→ WHAT THE EXERCISE ASKS
Both the line below containing "eventually(|| sink.infos() == expected)" and the line containing "let mut iter = usr1(&sink).enumerate(10..20).unwrap();", along with every line between them, should be repeated exactly; no other line belongs in the answer.

→ EXERCISE DATA
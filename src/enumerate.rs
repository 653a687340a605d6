//! `enumerate()` that answers a status-request signal with the current index.
//!
//! While a [`MonitoredEnumerate`] is alive and not exhausted it owns the
//! status signal (SIGINFO by default, so Ctrl-T in a BSD/macOS terminal).
//! Requests are answered right away by the guard's watcher thread, from the
//! index the iterating thread last published, even while the loop body or the
//! input is blocked. Monitored enumerations nest; the innermost one answers.
use crate::signals::{status_signal, MonitorError, SignalGuard};
use crate::sink::{ProgressSink, TracingSink};
use nix::sys::signal::Signal;
use std::iter::FusedIterator;
use std::sync::atomic::{AtomicBool, AtomicUsize, Ordering};
use std::sync::Arc;

/// Options for a monitored enumeration.
#[derive(Debug, Clone)]
pub struct Monitor<S = TracingSink> {
    start: usize,
    signal: Option<Signal>,
    sink: S,
}

impl Monitor<TracingSink> {
    /// Start at 0, platform status signal, progress to `tracing`.
    pub fn new() -> Self {
        Self {
            start: 0,
            signal: None,
            sink: TracingSink,
        }
    }
}

impl Default for Monitor<TracingSink> {
    fn default() -> Self {
        Self::new()
    }
}

impl<S: ProgressSink + Send + 'static> Monitor<S> {
    /// First index handed out.
    pub fn start(mut self, start: usize) -> Self {
        self.start = start;
        self
    }

    /// Listen on `signal` instead of the platform status signal.
    pub fn signal(mut self, signal: Signal) -> Self {
        self.signal = Some(signal);
        self
    }

    /// Send progress lines to `sink`.
    pub fn sink<T: ProgressSink + Send + 'static>(self, sink: T) -> Monitor<T> {
        Monitor {
            start: self.start,
            signal: self.signal,
            sink,
        }
    }

    /// Install the handler and wrap `iter`.
    ///
    /// Fails before touching the signal table if the platform has no status
    /// signal and none was chosen.
    pub fn enumerate<I: IntoIterator>(
        self,
        iter: I,
    ) -> Result<MonitoredEnumerate<I::IntoIter>, MonitorError> {
        let signal = match self.signal {
            Some(signal) => signal,
            None => status_signal()?,
        };

        self.sink.debug(&usage_hint(signal));
        let progress = Arc::new(Progress::default());
        let report = Arc::clone(&progress);
        let sink = self.sink;
        let guard = SignalGuard::install(signal, move || sink.info(&report.message()))?;

        Ok(MonitoredEnumerate {
            iter: iter.into_iter(),
            next_index: Some(self.start),
            progress,
            guard: Some(guard),
        })
    }
}

/// Enumerate `iter` from 0 with the default signal and sink.
pub fn monitored_enumerate<I: IntoIterator>(
    iter: I,
) -> Result<MonitoredEnumerate<I::IntoIter>, MonitorError> {
    Monitor::new().enumerate(iter)
}

fn usage_hint(signal: Signal) -> String {
    if status_signal().ok() == Some(signal) {
        "enumerating... type Ctrl-T to show current iteration".to_string()
    } else {
        format!(
            "enumerating... send {} to show current iteration",
            signal.as_str()
        )
    }
}

/// Last yielded index, shared with the status watcher.
#[derive(Debug, Default)]
struct Progress {
    started: AtomicBool,
    last: AtomicUsize,
}

impl Progress {
    fn record(&self, index: usize) {
        self.last.store(index, Ordering::Relaxed);
        self.started.store(true, Ordering::Release);
    }

    fn message(&self) -> String {
        if self.started.load(Ordering::Acquire) {
            format!("Iteration: {}", self.last.load(Ordering::Relaxed))
        } else {
            "Iteration: -1".to_string()
        }
    }
}

/// Iterator of `(index, item)` pairs returned by [`Monitor::enumerate`].
///
/// Ends after handing out index `usize::MAX`, without pulling further input.
pub struct MonitoredEnumerate<I> {
    iter: I,
    /// `None` once `usize::MAX` has been handed out.
    next_index: Option<usize>,
    progress: Arc<Progress>,
    /// `None` once the input is exhausted and the handler is back.
    guard: Option<SignalGuard>,
}

impl<I> MonitoredEnumerate<I> {
    /// The line a status request would produce right now.
    pub fn message(&self) -> String {
        self.progress.message()
    }

    /// Whether the status handler is still installed.
    pub fn is_monitoring(&self) -> bool {
        self.guard.is_some()
    }
}

impl<I: Iterator> Iterator for MonitoredEnumerate<I> {
    type Item = (usize, I::Item);

    fn next(&mut self) -> Option<Self::Item> {
        self.guard.as_ref()?;
        let Some(index) = self.next_index else {
            self.guard = None;
            return None;
        };

        match self.iter.next() {
            Some(item) => {
                self.next_index = index.checked_add(1);
                self.progress.record(index);
                Some((index, item))
            }
            None => {
                self.guard = None;
                None
            }
        }
    }

    fn size_hint(&self) -> (usize, Option<usize>) {
        match (&self.guard, self.next_index) {
            (Some(_), Some(index)) => {
                let room = (usize::MAX - index).saturating_add(1);
                let (lower, upper) = self.iter.size_hint();
                (lower.min(room), Some(upper.map_or(room, |u| u.min(room))))
            }
            _ => (0, Some(0)),
        }
    }
}

impl<I: Iterator> FusedIterator for MonitoredEnumerate<I> {}

impl<I> std::fmt::Debug for MonitoredEnumerate<I> {
    fn fmt(&self, f: &mut std::fmt::Formatter<'_>) -> std::fmt::Result {
        f.debug_struct("MonitoredEnumerate")
            .field("next_index", &self.next_index)
            .field("progress", &self.progress)
            .field("guard", &self.guard)
            .finish_non_exhaustive()
    }
}

#[cfg(test)]
mod tests {
    use super::*;
    use crate::signals::tests::{current_handler, eventually, serial, set_handler};
    use crate::sink::tests::{Level, RecordingSink};
    use nix::sys::signal::{raise, sigaction, SigHandler};
    use std::cell::Cell;
    use std::panic::{catch_unwind, AssertUnwindSafe};

    fn usr1(sink: &Arc<RecordingSink>) -> Monitor<Arc<RecordingSink>> {
        Monitor::new().signal(Signal::SIGUSR1).sink(Arc::clone(sink))
    }

    fn infos_become(sink: &RecordingSink, expected: &[&str]) -> bool {
        eventually(|| sink.infos() == expected)
    }

    #[test]
    fn test_pairs_follow_start_index() {
        let _serial = serial();
        let sink = Arc::new(RecordingSink::default());
        let pairs: Vec<_> = usr1(&sink)
            .start(5)
            .enumerate(vec!['a', 'b', 'c'])
            .unwrap()
            .collect();
        assert_eq!(pairs, vec![(5, 'a'), (6, 'b'), (7, 'c')]);
    }

    #[test]
    fn test_default_start_is_zero() {
        let _serial = serial();
        let sink = Arc::new(RecordingSink::default());
        let indices: Vec<usize> = usr1(&sink)
            .enumerate(["x", "y"])
            .unwrap()
            .map(|(i, _)| i)
            .collect();
        assert_eq!(indices, vec![0, 1]);
    }

    #[test]
    fn test_usage_hint_logged_at_debug_before_iteration() {
        let _serial = serial();
        let sink = Arc::new(RecordingSink::default());
        let iter = usr1(&sink).enumerate(0..3).unwrap();
        assert_eq!(
            sink.lines(),
            vec![(
                Level::Debug,
                "enumerating... send SIGUSR1 to show current iteration".to_string()
            )]
        );
        drop(iter);
    }

    #[test]
    fn test_status_request_answered_without_next_call() {
        let _serial = serial();
        let sink = Arc::new(RecordingSink::default());
        let mut iter = usr1(&sink).enumerate(10..20).unwrap();

        assert_eq!(iter.next(), Some((0, 10)));
        assert_eq!(iter.next(), Some((1, 11)));
        raise(Signal::SIGUSR1).unwrap();
        assert!(infos_become(&sink, &["Iteration: 1"]));

        // One request, one line.
        assert_eq!(iter.next(), Some((2, 12)));
        assert_eq!(sink.infos(), vec!["Iteration: 1"]);
        drop(iter);
    }

    #[test]
    fn test_status_request_answered_while_input_blocks() {
        let _serial = serial();
        let sink = Arc::new(RecordingSink::default());
        let watching = Arc::clone(&sink);
        let mut pulls = 0;
        let input = std::iter::from_fn(move || {
            pulls += 1;
            if pulls == 2 {
                // Stuck inside the input: the reply has to arrive from elsewhere.
                raise(Signal::SIGUSR1).unwrap();
                let answered = infos_become(&watching, &["Iteration: 0"]);
                return Some(answered);
            }
            (pulls < 3).then_some(true)
        });

        let pairs: Vec<_> = usr1(&sink).enumerate(input).unwrap().collect();
        assert_eq!(pairs, vec![(0, true), (1, true)]);
        assert_eq!(sink.infos(), vec!["Iteration: 0"]);
    }

    #[test]
    fn test_request_before_first_item_reports_minus_one() {
        let _serial = serial();
        let sink = Arc::new(RecordingSink::default());
        let mut iter = usr1(&sink).start(100).enumerate(["a"]).unwrap();
        assert_eq!(iter.message(), "Iteration: -1");

        raise(Signal::SIGUSR1).unwrap();
        assert!(infos_become(&sink, &["Iteration: -1"]));
        assert_eq!(iter.next(), Some((100, "a")));
        assert_eq!(iter.message(), "Iteration: 100");
    }

    #[test]
    fn test_empty_input_reports_minus_one_and_restores() {
        let _serial = serial();
        let original = set_handler(Signal::SIGUSR1, SigHandler::SigIgn);
        let sink = Arc::new(RecordingSink::default());

        let mut iter = usr1(&sink).enumerate(Vec::<u8>::new()).unwrap();
        raise(Signal::SIGUSR1).unwrap();
        assert_eq!(iter.next(), None);
        assert_eq!(sink.infos(), vec!["Iteration: -1"]);
        assert_eq!(current_handler(Signal::SIGUSR1), SigHandler::SigIgn);

        drop(iter);
        unsafe { sigaction(Signal::SIGUSR1, &original) }.unwrap();
    }

    #[test]
    fn test_handler_restored_on_exhaustion_while_iterator_alive() {
        let _serial = serial();
        let original = set_handler(Signal::SIGUSR1, SigHandler::SigIgn);
        let sink = Arc::new(RecordingSink::default());

        let mut iter = usr1(&sink).enumerate(vec![1, 2, 3]).unwrap();
        assert!(iter.is_monitoring());
        assert_ne!(current_handler(Signal::SIGUSR1), SigHandler::SigIgn);

        let seen: Vec<_> = iter.by_ref().collect();
        assert_eq!(seen, vec![(0, 1), (1, 2), (2, 3)]);
        assert!(!iter.is_monitoring());
        assert_eq!(current_handler(Signal::SIGUSR1), SigHandler::SigIgn);
        assert_eq!(iter.next(), None);
        assert_eq!(iter.size_hint(), (0, Some(0)));

        drop(iter);
        unsafe { sigaction(Signal::SIGUSR1, &original) }.unwrap();
    }

    #[test]
    fn test_handler_restored_on_abandonment() {
        let _serial = serial();
        let original = set_handler(Signal::SIGUSR1, SigHandler::SigIgn);
        let sink = Arc::new(RecordingSink::default());

        let mut iter = usr1(&sink).enumerate(0..).unwrap();
        assert_eq!(iter.next(), Some((0, 0)));
        assert_eq!(iter.next(), Some((1, 1)));
        raise(Signal::SIGUSR1).unwrap();
        drop(iter);

        // Pending request answered before drop returns.
        assert_eq!(sink.infos(), vec!["Iteration: 1"]);
        assert_eq!(current_handler(Signal::SIGUSR1), SigHandler::SigIgn);
        unsafe { sigaction(Signal::SIGUSR1, &original) }.unwrap();
    }

    #[test]
    fn test_handler_restored_when_loop_body_panics() {
        let _serial = serial();
        let original = set_handler(Signal::SIGUSR1, SigHandler::SigIgn);
        let sink = Arc::new(RecordingSink::default());

        let result = catch_unwind(AssertUnwindSafe(|| {
            for (index, _) in usr1(&sink).enumerate(0..10).unwrap() {
                if index == 3 {
                    panic!("boom");
                }
            }
        }));
        assert!(result.is_err());
        assert_eq!(current_handler(Signal::SIGUSR1), SigHandler::SigIgn);
        unsafe { sigaction(Signal::SIGUSR1, &original) }.unwrap();
    }

    #[test]
    fn test_nested_enumerations_answer_innermost_then_restore() {
        let _serial = serial();
        let original = set_handler(Signal::SIGUSR1, SigHandler::SigIgn);
        let sink = Arc::new(RecordingSink::default());

        let mut outer = usr1(&sink).enumerate(0..).unwrap();
        assert_eq!(outer.nth(2), Some((2, 2)));
        {
            let mut inner = usr1(&sink).start(100).enumerate(0..).unwrap();
            assert_eq!(inner.next(), Some((100, 0)));
            raise(Signal::SIGUSR1).unwrap();
            assert!(infos_become(&sink, &["Iteration: 100"]));
        }
        assert!(outer.is_monitoring());
        assert_ne!(current_handler(Signal::SIGUSR1), SigHandler::SigIgn);

        raise(Signal::SIGUSR1).unwrap();
        assert!(infos_become(&sink, &["Iteration: 100", "Iteration: 2"]));

        drop(outer);
        assert_eq!(current_handler(Signal::SIGUSR1), SigHandler::SigIgn);
        unsafe { sigaction(Signal::SIGUSR1, &original) }.unwrap();
    }

    #[test]
    fn test_index_overflow_ends_without_pulling() {
        let _serial = serial();
        let sink = Arc::new(RecordingSink::default());
        let pulled = Cell::new(0);
        let mut iter = usr1(&sink)
            .start(usize::MAX)
            .enumerate((0..).inspect(|_| pulled.set(pulled.get() + 1)))
            .unwrap();

        assert_eq!(iter.size_hint(), (1, Some(1)));
        assert_eq!(iter.next(), Some((usize::MAX, 0)));
        assert_eq!(iter.next(), None);
        assert!(!iter.is_monitoring());
        assert_eq!(pulled.get(), 1);
        assert_eq!(iter.message(), format!("Iteration: {}", usize::MAX));
    }

    #[test]
    fn test_infinite_input_is_lazy() {
        let _serial = serial();
        let sink = Arc::new(RecordingSink::default());
        let firsts: Vec<_> = usr1(&sink).enumerate(0u64..).unwrap().take(3).collect();
        assert_eq!(firsts, vec![(0, 0), (1, 1), (2, 2)]);
    }

    #[cfg(target_os = "linux")]
    #[test]
    fn test_default_signal_unsupported_fails_before_logging() {
        let _serial = serial();
        let sink = Arc::new(RecordingSink::default());
        let err = Monitor::new()
            .sink(Arc::clone(&sink))
            .enumerate(0..3)
            .unwrap_err();
        assert!(matches!(err, MonitorError::Unsupported { .. }));
        assert!(sink.lines().is_empty());

        assert!(monitored_enumerate(vec![1]).is_err());
    }
}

→ REPLY TO THE EXERCISE
        eventually(|| sink.infos() == expected)
    }

    #[test]
    fn test_pairs_follow_start_index() {
        let _serial = serial();
        let sink = Arc::new(RecordingSink::default());
        let pairs: Vec<_> = usr1(&sink)
            .start(5)
            .enumerate(vec!['a', 'b', 'c'])
            .unwrap()
            .collect();
        assert_eq!(pairs, vec![(5, 'a'), (6, 'b'), (7, 'c')]);
    }

    #[test]
    fn test_default_start_is_zero() {
        let _serial = serial();
        let sink = Arc::new(RecordingSink::default());
        let indices: Vec<usize> = usr1(&sink)
            .enumerate(["x", "y"])
            .unwrap()
            .map(|(i, _)| i)
            .collect();
        assert_eq!(indices, vec![0, 1]);
    }

    #[test]
    fn test_usage_hint_logged_at_debug_before_iteration() {
        let _serial = serial();
        let sink = Arc::new(RecordingSink::default());
        let iter = usr1(&sink).enumerate(0..3).unwrap();
        assert_eq!(
            sink.lines(),
            vec![(
                Level::Debug,
                "enumerating... send SIGUSR1 to show current iteration".to_string()
            )]
        );
        drop(iter);
    }

    #[test]
    fn test_status_request_answered_without_next_call() {
        let _serial = serial();
        let sink = Arc::new(RecordingSink::default());
        let mut iter = usr1(&sink).enumerate(10..20).unwrap();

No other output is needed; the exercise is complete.